Cuando Keir Starmer llegó al poder hace casi dos años, algunos analistas lo compararon con Salvador Illa. Las reflexiones de aquellos opinadores eran pertinentes: ambos eran socialdemócratas y europeístas, compartían un estilo pragmático, situaban en el centro de su acción política la necesidad de mejorar los servicios públicos y accedieron al poder con apenas un mes de diferencia, en un contexto político similar.

El primer ministro laborista heredó un país marcado por las consecuencias emocionales, sociales y económicas del Brexit tras años de ejecutivos conservadores. Por su parte, el presidente catalán logró la confianza del Parlament después de más de una década de gobiernos nacionalistas e independentistas.

Sin embargo, sus caminos se han ido separando progresivamente. Para muchos progresistas europeos, la victoria de Starmer supuso un soplo de esperanza y de cambio en un mundo donde el autoritarismo de extrema derecha tiene cada vez más peso en las asambleas legislativas y en los gobiernos.

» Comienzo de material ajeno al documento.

use crate::{
    generator,
    registry::{same_renderer, SharedRenderer},
    Applied, BackendError, BackendErrors, BackendFailure, CommitSummary, ConfiguratorMetrics,
    InvalidInput, Registry, RegistryError, Txn, TxnError,
};
use futures::future;
use parking_lot::RwLock;
use policy_configurator_core::{MatchType, PodId, PodLabel, PodLookup, Policy, Rules};
use std::{collections::BTreeMap, sync::Arc, time::Duration};
use tokio::time;
use tracing::{debug, error, info, warn};

#[derive(Clone, Debug)]
pub struct Config {
    /// Bounds the time each renderer may take to commit a transaction.
    pub commit_timeout: Duration,
}

/// Translates pods' policies into rules and applies them through the registered renderers.
///
/// The configurator is a cheaply-cloneable handle; clones share the same renderer registry.
#[derive(Clone)]
pub struct PolicyConfigurator {
    registry: Arc<RwLock<Registry>>,
    pods: Arc<dyn PodLookup>,
    config: Config,
    metrics: ConfiguratorMetrics,
}

/// The rules for all pods rendered by a single renderer.
struct Batch {
    renderer: SharedRenderer,
    pods: Vec<(PodId, Rules, Rules)>,
}

// === impl Config ===

impl Default for Config {
    fn default() -> Self {
        Self {
            commit_timeout: Duration::from_secs(10),
        }
    }
}

// === impl PolicyConfigurator ===

impl PolicyConfigurator {
    pub fn new(pods: Arc<dyn PodLookup>, config: Config, metrics: ConfiguratorMetrics) -> Self {
        Self {
            registry: Default::default(),
            pods,
            config,
            metrics,
        }
    }

    /// Registers the renderer for pods carrying `label`. These pods are expected to be attached to
    /// a separate network stack.
    pub fn register_renderer(
        &self,
        label: PodLabel,
        renderer: SharedRenderer,
    ) -> Result<(), RegistryError> {
        self.registry.write().register(label, renderer)
    }

    /// Registers the renderer for pods not matched by any other registered renderer.
    pub fn register_default_renderer(&self, renderer: SharedRenderer) -> Result<(), RegistryError> {
        self.registry.write().register_default(renderer)
    }

    /// Starts a new transaction. Nothing is applied until the transaction is committed.
    ///
    /// If `resync` is set, the transaction's pods replace the entire configuration held by the
    /// renderers. Otherwise, pods not configured in the transaction are left unchanged.
    pub fn new_txn(&self, resync: bool) -> Txn {
        Txn::new(self.clone(), resync)
    }

    #[tracing::instrument(skip(self, pods), fields(pods = pods.len()))]
    pub(crate) async fn commit(
        &self,
        resync: bool,
        pods: BTreeMap<PodId, Vec<Policy>>,
    ) -> Result<CommitSummary, TxnError> {
        let (batches, unroutable, invalid) = self.prepare(resync, pods);

        // Renderers are independent of each other, so they are committed concurrently and a
        // failure in one does not prevent the others from applying their configuration.
        let timeout = self.config.commit_timeout;
        let results = future::join_all(batches.into_iter().map(|Batch { renderer, pods }| {
            let mut txn = renderer.new_txn(resync);
            let ids = pods.iter().map(|(pod, _, _)| pod.clone()).collect::<Vec<_>>();
            for (pod, ingress, egress) in pods {
                txn.configure(pod, ingress, egress);
            }
            async move {
                let res = match time::timeout(timeout, txn.commit()).await {
                    Ok(Ok(())) => Ok(()),
                    Ok(Err(error)) => Err(BackendError::Failed(error)),
                    Err(_) => Err(BackendError::Timeout(timeout)),
                };
                (renderer.name().to_string(), ids, res)
            }
        }))
        .await;

        let mut committed = CommitSummary {
            applied: vec![],
            invalid,
        };
        let mut failed = vec![];
        for (renderer, pods, res) in results {
            self.metrics.backend_commit(&renderer, res.as_ref().map(|_| ()));
            match res {
                Ok(()) => {
                    debug!(%renderer, pods = pods.len(), "Renderer committed");
                    committed.applied.push(Applied { renderer, pods });
                }
                Err(error) => {
                    error!(%renderer, pods = pods.len(), %error, "Renderer failed to commit");
                    failed.push(BackendFailure {
                        renderer,
                        pods,
                        error,
                    });
                }
            }
        }

        let ok = failed.is_empty() && unroutable.is_empty();
        self.metrics.commit(ok);
        if !ok {
            return Err(TxnError::Backend(BackendErrors {
                failed,
                unroutable,
                committed,
            }));
        }

        info!(renderers = committed.applied.len(), "Committed policy configuration");
        Ok(committed)
    }

    /// Routes each pod to its renderer and generates its rules.
    ///
    /// All rules are generated before any renderer transaction is started.
    fn prepare(
        &self,
        resync: bool,
        pods: BTreeMap<PodId, Vec<Policy>>,
    ) -> (Vec<Batch>, Vec<PodId>, Vec<InvalidInput>) {
        // Routing works from a snapshot so that the lock is not held while rules are generated.
        let registry = self.registry.read().clone();

        // A resync must reach every renderer so that each discards the pods it no longer owns.
        let mut batches = if resync {
            registry
                .renderers()
                .into_iter()
                .map(|renderer| Batch {
                    renderer,
                    pods: vec![],
                })
                .collect()
        } else {
            Vec::<Batch>::new()
        };

        let mut unroutable = vec![];
        let mut invalid = vec![];
        for (pod, policies) in pods {
            let renderer = match registry.resolve(&self.pods.labels(&pod)) {
                Ok(renderer) => renderer,
                Err(error) => {
                    warn!(%pod, %error, "Pod cannot be rendered");
                    unroutable.push(pod);
                    continue;
                }
            };

            let generated = generator::generate(&pod, &policies, &*self.pods);
            for error in generated.errors {
                warn!(%pod, %error, "Excluding invalid policy input");
                self.metrics.validation_error();
                invalid.push(InvalidInput {
                    pod: pod.clone(),
                    error,
                });
            }
            self.metrics
                .generated(MatchType::Ingress, generated.ingress.len());
            self.metrics
                .generated(MatchType::Egress, generated.egress.len());
            debug!(
                %pod,
                renderer = %renderer.name(),
                policies = policies.len(),
                ingress = generated.ingress.len(),
                egress = generated.egress.len(),
                "Generated rules"
            );

            let idx = match batches
                .iter()
                .position(|b| same_renderer(&b.renderer, renderer))
            {
                Some(idx) => idx,
                None => {
                    batches.push(Batch {
                        renderer: renderer.clone(),
                        pods: vec![],
                    });
                    batches.len() - 1
                }
            };
            batches[idx]
                .pods
                .push((pod, generated.ingress, generated.egress));
        }

        (batches, unroutable, invalid)
    }
}

impl std::fmt::Debug for PolicyConfigurator {
    fn fmt(&self, f: &mut std::fmt::Formatter<'_>) -> std::fmt::Result {
        f.debug_struct("PolicyConfigurator")
            .field("registry", &*self.registry.read())
            .field("config", &self.config)
            .finish()
    }
}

No obstante, sus casi dos años en Downing Street han sido bastante decepcionantes para sus votantes y para quienes creemos en valores democráticos y sociales: han mostrado a un líder voluble, sin rumbo claro y con políticas erráticas. Los recortes en ayudas sociales o algunas de sus medidas en materia migratoria son ejemplos evidentes de ello.

Todo esto sucede, además, en un contexto marcado por un miedo que se ha apoderado de buena parte de las sociedades europeas. Cuando los trabajadores de zonas humildes, como ocurre en algunas áreas de Inglaterra, no llegan a final de mes o perciben que su calidad de vida empeora, aumenta el riesgo de que el malestar social se convierta en un voto de protesta contra el conjunto del sistema. Y, hoy por hoy, quien mejor está capitalizando ese descontento es la extrema derecha.

Este marco ayuda a entender el retroceso de la izquierda en las elecciones locales en Inglaterra. En un símil futbolístico, ahora mismo Starmer sería el Barça tras su histórica derrota contra el PSG en la Champions por 4-0. Era el año 2017 y, casi milagrosamente, el equipo azulgrana logró remontar la eliminatoria ganando 6-1 al conjunto francés.

La pregunta, llegados a este punto, y después de que su formación perdiera centenares de concejales, es si el líder británico está aún a tiempo de revertir la situación. A mi juicio, es prácticamente imposible. En primer lugar, porque incluso aunque acertara ahora con las recetas económicas y las medidas sociales que debería aplicar, los resultados de cualquier política pública no son inmediatos. Y menos en un contexto mundial tan incierto como el actual. Además, en política, los cambios bruscos de rumbo rara vez resultan creíbles ante la ciudadanía.

En segundo lugar, porque el fuerte crecimiento de la extrema derecha empuja a las fuerzas conservadoras - y no tan conservadoras, como ocurre en este caso - a imitar sus fórmulas para recuperar a antiguos votantes.

Y, en tercer lugar, no menos importante, porque ahora mismo el Partido Laborista está muy dividido. Desde hace tiempo, algunos cargos y diputados venían criticando el estilo de gobierno de Starmer y su giro a la derecha, pero esas críticas han escalado hasta el punto de que algunas voces ya reclaman abiertamente su dimisión.

Quizás la mejor salida - aunque ahora mismo parezca improbable - sería que el actual primer ministro británico diera un paso al lado y le sucediera algún diputado con un mínimo consenso dentro del partido. Un relevo con el objetivo de recuperar un proyecto socialdemócrata que sitúe el estado del bienestar en el centro de la acción política.

Los laboristas aún pueden reducir un descontento social que solo beneficia a una extrema derecha liderada por Nigel Farage, quien, tras promover el Brexit con múltiples falacias, exageraciones y mentiras, difícilmente podía imaginar hace una década que tendría la opción de convertirse en primer ministro británico.

La política democrática, afortunadamente, es una evaluación continua y permanente. La ciudadanía ha hablado y ahora toca a las formaciones mover ficha. El Barça lo hizo contra el PSG y es probable que los laboristas necesiten una remontada similar. Aún están a tiempo. Pero necesitan un cambio de guion.